In order to prevent relapses, in addition to regular medication, it is important that the sick person has a regular daily routine, gets enough sleep and that any excessive behavior is set in a friendly but definite way. The best thing is: Overlook such approaches and do not intensify them with additional attention.


Manicists are incapable of doing business in an acute state. There is therefore a good chance that - if the illness is documented by a doctor - nonsensical transactions and borrowing can be legally reversed. Nevertheless, it is worth considering for relatives to take credit cards and, if necessary, ID cards out of circulation for a few days to be on the safe side. Even a call to the bank advisor during acute phases does no harm. There is no point in announcing these steps to the manically ill partner, child or parent out of a misunderstood honesty - it is better to wait a symptom-free interval and then make it clear that these "attacks" occurred in the interests of the person concerned.

Further information

  • www.dgbs.de - Website of the German Society for Bipolar Disorders e. V. (DGBS), Hamburg: represents those affected, relatives and experts and offers help in many categories.
  • www.manic-depressive.de - Internet discussion forum of the DGBS e. V .: For those affected, relatives, friends and those interested.
  • H. Helmchen et al .: Depression and Mania: Ways Back to a Normal Life. Trias, 2001. Guide for the sick and their relatives, in which the clinical picture, therapy and relapse prevention are explained.
  • P. Braunig; G. Dietrich: Living with Bipolar Disorders. Trias, 2004. Answers to the most frequently asked questions and materials for self-help.
  • V. Rupprecht: Soul tide. Schattauer, 2005. A young graphic designer, herself affected, makes the extreme emotions tangible in illustrations - the book is supplemented by short scientific texts.

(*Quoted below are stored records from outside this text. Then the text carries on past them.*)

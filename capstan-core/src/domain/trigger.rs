//! Trigger domain type

use serde::{Deserialize, Serialize};
use serde_json::{Map, Value};

use crate::domain::artifact::Artifact;

/// How an execution started.
///
/// Triggers are polymorphic (manual, Jenkins, Concourse, pipeline, webhook,
/// ...); the discriminating `type` plus the common fields are modeled
/// explicitly and provider-specific fields ride along in the flattened
/// payload.
#[derive(Debug, Clone, Default, PartialEq, Serialize, Deserialize)]
#[serde(rename_all = "camelCase")]
pub struct Trigger {
    #[serde(rename = "type", skip_serializing_if = "Option::is_none")]
    pub trigger_type: Option<String>,
    #[serde(skip_serializing_if = "Option::is_none")]
    pub user: Option<String>,
    #[serde(default, skip_serializing_if = "Map::is_empty")]
    pub parameters: Map<String, Value>,
    #[serde(default, skip_serializing_if = "Vec::is_empty")]
    pub artifacts: Vec<Artifact>,
    /// Idempotency key preventing duplicate starts of externally-triggered
    /// runs. Valid only until the correlated execution completes.
    #[serde(skip_serializing_if = "Option::is_none")]
    pub correlation_id: Option<String>,
    /// Weak back-reference (id only) for pipelines triggered by other
    /// pipelines.
    #[serde(skip_serializing_if = "Option::is_none")]
    pub parent_execution_id: Option<String>,
    #[serde(flatten)]
    pub payload: Map<String, Value>,
}

impl Trigger {
    pub fn manual(user: impl Into<String>) -> Self {
        Trigger {
            trigger_type: Some("manual".to_string()),
            user: Some(user.into()),
            ..Trigger::default()
        }
    }
}

#[cfg(test)]
mod tests {
    use super::*;

    #[test]
    fn test_provider_fields_ride_in_payload() {
        let json = serde_json::json!({
            "type": "jenkins",
            "correlationId": "abc-123",
            "master": "ci",
            "job": "app-build",
            "buildNumber": 17,
        });
        let trigger: Trigger = serde_json::from_value(json).unwrap();
        assert_eq!(trigger.trigger_type.as_deref(), Some("jenkins"));
        assert_eq!(trigger.correlation_id.as_deref(), Some("abc-123"));
        assert_eq!(trigger.payload.get("buildNumber"), Some(&Value::from(17)));

        let back = serde_json::to_value(&trigger).unwrap();
        assert_eq!(back.get("master"), Some(&Value::from("ci")));
    }
}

Gisela Finke, Dr. med. Arne Schäffler in: Gesundheit heute, edited by Dr. med. Arne Schäffler. Trias, Stuttgart, 3rd edition (2014). Revision and update: Dr. med. Sonja Kempinski | last changed on at 16:02

Important note: This article has been written according to scientific standards and has been checked by medical professionals. The information communicated in this article can in no way replace professional advice in your pharmacy. The content cannot and must not be used to make independent diagnoses or to start therapy.